Possible limitations of the proposed review relate to the diversity of terminology used for research use in health care, variations in the reporting of interventions, the range of context and settings in which managers in nursing and allied health work, and challenges synthesizing multiple groups. Inclusion of different types of evidence and strategies for ensuring robustness in the methodology should help address these limitations.

Our synthesis within and across the five health care professions will produce results that are relevant to practice, education and policy in a range of different health care environments. Together, these outcomes will provide knowledge users with practical, actionable and evidence-based information to inform the leadership practices of front line and senior managers, programme development, and governance policies and procedures to support leadership for research use in clinical practice. Outcomes will further inform knowledge users and researchers in the design of interventions to develop leadership for enabling research use in clinical practice with the ultimate goal of improving health care delivery and patient outcomes.

Authors’ information

WG holds a joint position as Assistant Professor at the University of Ottawa School of Nursing and Associate Researcher at Saint Elizabeth Health Care. Her field of research is leadership, management and knowledge translation in health research areas.

PH is Director of Research and Program Development at Saint Elizabeth and brings expertise in health care policy and the governance and management of health care organizations.

JS is an Assistant Professor in the University of Ottawa School of Nursing and Associate Scientist in the Clinical Epidemiology Program at the Ottawa Hospital Research Institute.

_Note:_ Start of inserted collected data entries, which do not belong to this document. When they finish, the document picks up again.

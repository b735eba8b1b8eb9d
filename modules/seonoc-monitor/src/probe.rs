use std::time::Duration;

use seonoc_common::types::{PingStatus, SoftBlockType};

const USER_AGENT: &str = "seonoc-monitor/0.1 (+https://seonoc.local)";
const BODY_CAP_BYTES: usize = 5 * 1024;
const ERROR_REASON_CAP: usize = 120;

/// Classified result of one HTTPS probe.
#[derive(Debug, Clone, PartialEq)]
pub struct ProbeOutcome {
    pub status: PingStatus,
    pub http_code: Option<u16>,
    pub soft_block: Option<SoftBlockType>,
    pub reason: Option<String>,
}

impl ProbeOutcome {
    fn up(code: u16) -> Self {
        Self {
            status: PingStatus::Up,
            http_code: Some(code),
            soft_block: None,
            reason: None,
        }
    }

    fn down(code: Option<u16>, reason: impl Into<String>) -> Self {
        Self {
            status: PingStatus::Down,
            http_code: code,
            soft_block: None,
            reason: Some(reason.into()),
        }
    }

    fn soft_blocked(code: u16, block: SoftBlockType) -> Self {
        Self {
            status: PingStatus::SoftBlocked,
            http_code: Some(code),
            soft_block: Some(block),
            reason: Some(format!("Soft block: {}", block.as_str())),
        }
    }
}

/// Substring scan for challenge/captcha/geo/bot walls. Case-insensitive;
/// first family wins.
pub fn scan_soft_block(body: &str) -> Option<SoftBlockType> {
    let lower = body.to_lowercase();
    const CLOUDFLARE: [&str; 3] = ["cf-ray", "checking your browser", "challenge-platform"];
    const CAPTCHA: [&str; 3] = ["captcha", "recaptcha", "hcaptcha"];
    const GEO: [&str; 3] = ["access denied", "not available in your country", "region blocked"];
    const BOT: [&str; 3] = ["bot detected", "automated access", "please verify"];

    if CLOUDFLARE.iter().any(|m| lower.contains(m)) {
        return Some(SoftBlockType::CloudflareChallenge);
    }
    if CAPTCHA.iter().any(|m| lower.contains(m)) {
        return Some(SoftBlockType::Captcha);
    }
    if GEO.iter().any(|m| lower.contains(m)) {
        return Some(SoftBlockType::GeoBlocked);
    }
    if BOT.iter().any(|m| lower.contains(m)) {
        return Some(SoftBlockType::BotProtection);
    }
    None
}

/// Classify an HTTP response (status code + up to 5 KB of body).
pub fn classify_response(code: u16, body: &str) -> ProbeOutcome {
    match code {
        200..=399 => match scan_soft_block(body) {
            Some(block) => ProbeOutcome::soft_blocked(code, block),
            None => ProbeOutcome::up(code),
        },
        403 | 451 => match scan_soft_block(body) {
            Some(block) => ProbeOutcome::soft_blocked(code, block),
            None => ProbeOutcome::down(Some(code), format!("HTTP {code}")),
        },
        _ => ProbeOutcome::down(Some(code), format!("HTTP {code}")),
    }
}

/// Classify a transport-level failure.
pub fn classify_failure(is_timeout: bool, is_connect: bool, error_text: &str) -> ProbeOutcome {
    if is_timeout {
        return ProbeOutcome::down(None, "Connection Timeout");
    }
    let lower = error_text.to_lowercase();
    if lower.contains("dns") || lower.contains("getaddrinfo") {
        return ProbeOutcome::down(None, "DNS Error");
    }
    if is_connect {
        return ProbeOutcome::down(None, "Connection Failed");
    }
    let mut reason = error_text.to_string();
    reason.truncate(ERROR_REASON_CAP);
    ProbeOutcome::down(None, reason)
}

/// HTTPS prober: GET https://{domain} with redirect following, a hard
/// deadline, and a capped body read.
pub struct HttpProber {
    http: reqwest::Client,
}

impl HttpProber {
    pub fn new(timeout_secs: u64) -> Self {
        let http = reqwest::Client::builder()
            .user_agent(USER_AGENT)
            .redirect(reqwest::redirect::Policy::limited(10))
            .timeout(Duration::from_secs(timeout_secs))
            .build()
            .unwrap_or_default();
        Self { http }
    }

    pub async fn probe(&self, domain_name: &str) -> ProbeOutcome {
        let url = format!("https://{domain_name}");
        let response = match self.http.get(&url).send().await {
            Ok(r) => r,
            Err(e) => {
                return classify_failure(e.is_timeout(), e.is_connect(), &e.to_string());
            }
        };
        let code = response.status().as_u16();

        // Body only matters for the soft-block scan; read at most 5 KB.
        let mut body: Vec<u8> = Vec::with_capacity(BODY_CAP_BYTES);
        let mut stream = response;
        while body.len() < BODY_CAP_BYTES {
            match stream.chunk().await {
                Ok(Some(chunk)) => {
                    let remaining = BODY_CAP_BYTES - body.len();
                    body.extend_from_slice(&chunk[..chunk.len().min(remaining)]);
                }
                Ok(None) => break,
                Err(e) => {
                    if e.is_timeout() {
                        return classify_failure(true, false, &e.to_string());
                    }
                    break;
                }
            }
        }
        classify_response(code, &String::from_utf8_lossy(&body))
    }
}

#[cfg(test)]
mod tests {
    use super::*;

    #[test]
    fn ok_response_is_up() {
        let outcome = classify_response(200, "<html>welcome</html>");
        assert_eq!(outcome.status, PingStatus::Up);
        assert_eq!(outcome.http_code, Some(200));
        assert!(outcome.soft_block.is_none());
    }

    #[test]
    fn redirect_codes_are_up() {
        assert_eq!(classify_response(301, "").status, PingStatus::Up);
        assert_eq!(classify_response(302, "").status, PingStatus::Up);
    }

    #[test]
    fn cloudflare_challenge_detected() {
        let outcome = classify_response(200, "Checking your browser before accessing");
        assert_eq!(outcome.status, PingStatus::SoftBlocked);
        assert_eq!(outcome.soft_block, Some(SoftBlockType::CloudflareChallenge));
    }

    #[test]
    fn cf_ray_header_text_detected() {
        let outcome = classify_response(200, "<!-- cf-ray: 8abc -->");
        assert_eq!(outcome.soft_block, Some(SoftBlockType::CloudflareChallenge));
    }

    #[test]
    fn captcha_detected() {
        let outcome = classify_response(200, "please solve this reCAPTCHA");
        assert_eq!(outcome.status, PingStatus::SoftBlocked);
        assert_eq!(outcome.soft_block, Some(SoftBlockType::Captcha));
    }

    #[test]
    fn geo_block_detected() {
        let outcome = classify_response(451, "not available in your country");
        assert_eq!(outcome.status, PingStatus::SoftBlocked);
        assert_eq!(outcome.soft_block, Some(SoftBlockType::GeoBlocked));
    }

    #[test]
    fn bot_protection_detected() {
        let outcome = classify_response(403, "Automated access detected");
        assert_eq!(outcome.status, PingStatus::SoftBlocked);
        assert_eq!(outcome.soft_block, Some(SoftBlockType::BotProtection));
    }

    #[test]
    fn plain_403_is_down() {
        let outcome = classify_response(403, "forbidden");
        assert_eq!(outcome.status, PingStatus::Down);
        assert_eq!(outcome.reason.as_deref(), Some("HTTP 403"));
    }

    #[test]
    fn server_errors_are_down() {
        assert_eq!(classify_response(500, "oops").status, PingStatus::Down);
        assert_eq!(classify_response(503, "").status, PingStatus::Down);
    }

    #[test]
    fn timeout_reason() {
        let outcome = classify_failure(true, false, "operation timed out");
        assert_eq!(outcome.status, PingStatus::Down);
        assert_eq!(outcome.reason.as_deref(), Some("Connection Timeout"));
    }

    #[test]
    fn dns_reason() {
        let outcome = classify_failure(false, true, "dns error: failed to lookup");
        assert_eq!(outcome.reason.as_deref(), Some("DNS Error"));
        let outcome = classify_failure(false, false, "getaddrinfo ENOTFOUND");
        assert_eq!(outcome.reason.as_deref(), Some("DNS Error"));
    }

    #[test]
    fn connect_failure_reason() {
        let outcome = classify_failure(false, true, "connection refused");
        assert_eq!(outcome.reason.as_deref(), Some("Connection Failed"));
    }

    #[test]
    fn other_failures_truncate_message() {
        let long = "x".repeat(500);
        let outcome = classify_failure(false, false, &long);
        assert_eq!(outcome.reason.as_ref().map(String::len), Some(120));
    }

    #[test]
    fn soft_block_scan_is_case_insensitive() {
        assert_eq!(
            scan_soft_block("CHALLENGE-PLATFORM script"),
            Some(SoftBlockType::CloudflareChallenge)
        );
        assert_eq!(scan_soft_block("clean page"), None);
    }
}
mod routes;
mod singleton;
mod state;

use anyhow::Result;
use axum::Router;
use std::net::SocketAddr;
use tower_http::cors::{Any, CorsLayer};

use crate::state::AppState;

const DEFAULT_PORT: u16 = 4150;

#[tokio::main]
async fn main() -> Result<()> {
    // Ensure only one instance is running
    let _lock = singleton::acquire_lock()?;

    let state = AppState::new()?;

    let cors = CorsLayer::new()
        .allow_origin(Any)
        .allow_methods(Any)
        .allow_headers(Any);

    let app = Router::new()
        .merge(routes::trips::router())
        .merge(routes::share::router())
        .with_state(state)
        .layer(cors);

    let addr = SocketAddr::from(([127, 0, 0, 1], DEFAULT_PORT));
    println!("tripdir-server listening on http://{}", addr);

    let listener = tokio::net::TcpListener::bind(addr).await?;
    axum::serve(listener, app).await?;

    Ok(())
}
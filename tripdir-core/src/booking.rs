//! The booking conflict engine.
//!
//! Decides whether a person can be booked into a room for a range of nights
//! without double-booking them, and applies the configured capacity policy.
//! Assignments are read fresh from the store on every check, so a check is
//! consistent with the latest committed state at check time. There is no
//! lock against concurrent writers; the last write wins.

use serde::{Deserialize, Serialize};

use crate::assignment::{self, RoomAssignment};
use crate::date_span::DateSpan;
use crate::error::{TripDirError, TripDirResult};
use crate::ids;
use crate::person::Person;
use crate::room::Room;
use crate::store::TripStore;

/// How to treat bookings that push a room past its capacity.
#[derive(Debug, Clone, Copy, Default, PartialEq, Eq, Serialize, Deserialize)]
#[serde(rename_all = "lowercase")]
pub enum CapacityPolicy {
    /// Book anyway and attach a warning to the result.
    #[default]
    Warn,
    /// Refuse the booking.
    Block,
}

/// A requested booking.
#[derive(Debug, Clone)]
pub struct BookingRequest {
    pub room_id: String,
    pub person_id: String,
    pub span: DateSpan,
}

/// A room booked past its capacity on at least one night.
#[derive(Debug, Clone, PartialEq, Eq)]
pub struct CapacityWarning {
    pub room_name: String,
    pub capacity: u32,
    pub peak: u32,
}

/// The outcome of a successful booking.
#[derive(Debug, Clone)]
pub struct Booking {
    pub assignment: RoomAssignment,
    pub capacity_warning: Option<CapacityWarning>,
}

pub struct BookingEngine<'a> {
    store: &'a TripStore,
    policy: CapacityPolicy,
}

impl<'a> BookingEngine<'a> {
    pub fn new(store: &'a TripStore, policy: CapacityPolicy) -> Self {
        BookingEngine { store, policy }
    }

    /// Whether booking `person_id` for `span` overlaps one of their
    /// existing assignments, ignoring `exclude`. Read-only.
    pub fn check_conflict(
        &self,
        person_id: &str,
        span: &DateSpan,
        exclude: Option<&str>,
    ) -> TripDirResult<bool> {
        let existing = self.store.assignments_for_person(person_id)?;
        Ok(assignment::check_conflict(
            &existing, person_id, span, exclude,
        ))
    }

    /// Book a person into a room. Fails with `Conflict` when the person is
    /// already somewhere else on one of the nights, and with `NotFound`
    /// when the room or person is not part of this trip.
    pub fn create_assignment(&self, request: BookingRequest) -> TripDirResult<Booking> {
        let trip = self.store.load_trip()?;
        let room: Room = self.store.get(&request.room_id)?;
        let person: Person = self.store.get(&request.person_id)?;

        self.ensure_no_conflict(&person, &request.span, None)?;
        let capacity_warning = self.apply_capacity_policy(&room, &request.span, None)?;

        let id = ids::generate_unique_id(
            |id| self.store.exists::<RoomAssignment>(id),
            ids::ID_ATTEMPTS,
        )?;
        let booked = RoomAssignment {
            id,
            trip_id: trip.id,
            room_id: room.id,
            person_id: person.id,
            start_date: request.span.start,
            end_date: request.span.end,
        };
        self.store.create(&booked)?;

        Ok(Booking {
            assignment: booked,
            capacity_warning,
        })
    }

    /// Re-book an existing assignment (new room and/or new dates). The
    /// assignment's own nights are excluded from the conflict check, so
    /// shifting a stay by a day never collides with itself.
    pub fn update_assignment(
        &self,
        assignment_id: &str,
        request: BookingRequest,
    ) -> TripDirResult<Booking> {
        let mut booked: RoomAssignment = self.store.get(assignment_id)?;
        let room: Room = self.store.get(&request.room_id)?;
        let person: Person = self.store.get(&request.person_id)?;

        self.ensure_no_conflict(&person, &request.span, Some(assignment_id))?;
        let capacity_warning =
            self.apply_capacity_policy(&room, &request.span, Some(assignment_id))?;

        booked.room_id = room.id;
        booked.person_id = person.id;
        booked.start_date = request.span.start;
        booked.end_date = request.span.end;
        self.store.update(&booked)?;

        Ok(Booking {
            assignment: booked,
            capacity_warning,
        })
    }

    /// Remove a booking.
    pub fn remove_assignment(&self, assignment_id: &str) -> TripDirResult<()> {
        self.store.delete::<RoomAssignment>(assignment_id)
    }

    fn ensure_no_conflict(
        &self,
        person: &Person,
        span: &DateSpan,
        exclude: Option<&str>,
    ) -> TripDirResult<()> {
        let existing = self.store.assignments_for_person(&person.id)?;
        if let Some(hit) = assignment::find_conflict(&existing, &person.id, span, exclude) {
            return Err(TripDirError::Conflict {
                person_name: person.name.clone(),
                start: hit.start_date,
                end: hit.end_date,
            });
        }
        Ok(())
    }

    fn apply_capacity_policy(
        &self,
        room: &Room,
        span: &DateSpan,
        exclude: Option<&str>,
    ) -> TripDirResult<Option<CapacityWarning>> {
        let mut others = self.store.list::<RoomAssignment>()?;
        if let Some(excluded) = exclude {
            others.retain(|a| a.id != excluded);
        }

        // The candidate occupies every night of its own span.
        let peak = assignment::peak_occupancy(&others, &room.id, span) + 1;
        if peak <= room.capacity {
            return Ok(None);
        }

        match self.policy {
            CapacityPolicy::Warn => Ok(Some(CapacityWarning {
                room_name: room.name.clone(),
                capacity: room.capacity,
                peak,
            })),
            CapacityPolicy::Block => Err(TripDirError::Validation(format!(
                "{} sleeps {} but would hold {} people",
                room.name, room.capacity, peak
            ))),
        }
    }
}

#[cfg(test)]
mod tests {
    use super::*;
    use crate::trip::Trip;

    struct Fixture {
        _tmp: tempfile::TempDir,
        store: TripStore,
        room_a: Room,
        room_b: Room,
        ada: Person,
        ben: Person,
    }

    fn make_test_trip() -> Fixture {
        let tmp = tempfile::tempdir().unwrap();
        let span = DateSpan::parse("2024-07-01", "2024-07-31").unwrap();
        let trip = Trip::new("Brittany", span).unwrap();
        let store = TripStore::init(tmp.path().join("brittany"), &trip).unwrap();

        let room_a = Room::new(&trip.id, "Attic", 2).unwrap();
        let room_b = Room::new(&trip.id, "Cellar", 1).unwrap();
        let ada = Person::new(&trip.id, "Ada").unwrap();
        let ben = Person::new(&trip.id, "Ben").unwrap();
        for room in [&room_a, &room_b] {
            store.create(room).unwrap();
        }
        for person in [&ada, &ben] {
            store.create(person).unwrap();
        }

        Fixture {
            _tmp: tmp,
            store,
            room_a,
            room_b,
            ada,
            ben,
        }
    }

    fn request(room: &Room, person: &Person, from: &str, to: &str) -> BookingRequest {
        BookingRequest {
            room_id: room.id.clone(),
            person_id: person.id.clone(),
            span: DateSpan::parse(from, to).unwrap(),
        }
    }

    #[test]
    fn test_create_then_overlap_conflicts() {
        let f = make_test_trip();
        let engine = BookingEngine::new(&f.store, CapacityPolicy::Warn);

        engine
            .create_assignment(request(&f.room_a, &f.ada, "2024-07-15", "2024-07-20"))
            .unwrap();

        // Overlap on the 18th and 19th, even though it is a different room.
        let err = engine
            .create_assignment(request(&f.room_b, &f.ada, "2024-07-18", "2024-07-25"))
            .unwrap_err();
        assert!(matches!(err, TripDirError::Conflict { .. }));

        // Back-to-back is fine.
        engine
            .create_assignment(request(&f.room_b, &f.ada, "2024-07-20", "2024-07-25"))
            .unwrap();
    }

    #[test]
    fn test_check_conflict_matches_create_behavior() {
        let f = make_test_trip();
        let engine = BookingEngine::new(&f.store, CapacityPolicy::Warn);
        engine
            .create_assignment(request(&f.room_a, &f.ada, "2024-07-15", "2024-07-20"))
            .unwrap();

        let overlap = DateSpan::parse("2024-07-18", "2024-07-25").unwrap();
        let boundary = DateSpan::parse("2024-07-20", "2024-07-25").unwrap();
        assert!(engine.check_conflict(&f.ada.id, &overlap, None).unwrap());
        assert!(!engine.check_conflict(&f.ada.id, &boundary, None).unwrap());
        assert!(!engine.check_conflict(&f.ben.id, &overlap, None).unwrap());
    }

    #[test]
    fn test_update_excludes_itself() {
        let f = make_test_trip();
        let engine = BookingEngine::new(&f.store, CapacityPolicy::Warn);
        let booking = engine
            .create_assignment(request(&f.room_a, &f.ada, "2024-07-15", "2024-07-20"))
            .unwrap();

        // Shifting the same stay by a day must not collide with itself.
        let updated = engine
            .update_assignment(
                &booking.assignment.id,
                request(&f.room_a, &f.ada, "2024-07-16", "2024-07-21"),
            )
            .unwrap();
        assert_eq!(updated.assignment.id, booking.assignment.id);

        let stored = f
            .store
            .get::<RoomAssignment>(&booking.assignment.id)
            .unwrap();
        assert_eq!(stored.span(), DateSpan::parse("2024-07-16", "2024-07-21").unwrap());
    }

    #[test]
    fn test_update_missing_assignment_is_not_found() {
        let f = make_test_trip();
        let engine = BookingEngine::new(&f.store, CapacityPolicy::Warn);
        let err = engine
            .update_assignment(
                "gone",
                request(&f.room_a, &f.ada, "2024-07-15", "2024-07-20"),
            )
            .unwrap_err();
        assert!(matches!(err, TripDirError::NotFound { .. }));
    }

    #[test]
    fn test_unknown_room_or_person_is_not_found() {
        let f = make_test_trip();
        let engine = BookingEngine::new(&f.store, CapacityPolicy::Warn);

        let mut bad_room = request(&f.room_a, &f.ada, "2024-07-15", "2024-07-20");
        bad_room.room_id = "missing".to_string();
        assert!(matches!(
            engine.create_assignment(bad_room),
            Err(TripDirError::NotFound { .. })
        ));

        let mut bad_person = request(&f.room_a, &f.ada, "2024-07-15", "2024-07-20");
        bad_person.person_id = "missing".to_string();
        assert!(matches!(
            engine.create_assignment(bad_person),
            Err(TripDirError::NotFound { .. })
        ));
    }

    #[test]
    fn test_capacity_warn_books_with_warning() {
        let f = make_test_trip();
        let engine = BookingEngine::new(&f.store, CapacityPolicy::Warn);

        // Cellar sleeps one; the second booking goes through with a warning.
        engine
            .create_assignment(request(&f.room_b, &f.ada, "2024-07-15", "2024-07-20"))
            .unwrap();
        let booking = engine
            .create_assignment(request(&f.room_b, &f.ben, "2024-07-18", "2024-07-22"))
            .unwrap();

        let warning = booking.capacity_warning.unwrap();
        assert_eq!(warning.capacity, 1);
        assert_eq!(warning.peak, 2);
    }

    #[test]
    fn test_capacity_block_refuses() {
        let f = make_test_trip();
        let engine = BookingEngine::new(&f.store, CapacityPolicy::Block);

        engine
            .create_assignment(request(&f.room_b, &f.ada, "2024-07-15", "2024-07-20"))
            .unwrap();
        let err = engine
            .create_assignment(request(&f.room_b, &f.ben, "2024-07-18", "2024-07-22"))
            .unwrap_err();
        assert!(matches!(err, TripDirError::Validation(_)));

        // Nothing was written for the refused booking.
        assert_eq!(f.store.list::<RoomAssignment>().unwrap().len(), 1);
    }

    #[test]
    fn test_remove_assignment() {
        let f = make_test_trip();
        let engine = BookingEngine::new(&f.store, CapacityPolicy::Warn);
        let booking = engine
            .create_assignment(request(&f.room_a, &f.ada, "2024-07-15", "2024-07-20"))
            .unwrap();
        engine.remove_assignment(&booking.assignment.id).unwrap();
        assert!(f.store.list::<RoomAssignment>().unwrap().is_empty());
    }
}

She brings expertise in synthesis methodologies, the study of context, and the design and evaluation of theory-based knowledge translation interventions.

DA is Professor in the Telfer School of Management at the University of Ottawa, has long-standing involvement in the Ontario Training Centre for Health Services and Policy Research, and brings expertise in health economics, health policy and health care management.

LB is a rehabilitation epidemiologist and Professor at the School of Rehabilitation Sciences at the University of Ottawa. She holds a University Research Chair in Evidence-based Practice in Rehabilitation and is a member of the musculoskeletal group at Collaboration Cochrane, and provides expertise for synthesis and interpretation of findings related to physiotherapy and other allied health professions, as well as the use of knowledge translation strategies to enhance research use in physiotherapy.

ME is Professor in the School of Rehabilitation Sciences at the University of Ottawa and a scientist at the Bruyere Research Institute. She brings expertise in allied health practices and the use of knowledge translation strategies to enhance research use in occupational therapy.

IDG is Senior Scientist in the Clinical Epidemiology Program of the Ottawa Hospital Research Institute and Professor in Epidemiology and Community Medicine at University of Ottawa. His extensive research focuses on knowledge translation and conducting applied research on strategies to increase implementation of research findings.

CM is the Director of the Canadian Physiotherapy association.

LW is Professor in Nursing, directed at implementation research at Dalarna University in Sweden. He is also the director of research in the regional health care organization Dalarna County Council. His research is focused on implementation and knowledge use in health care organizations.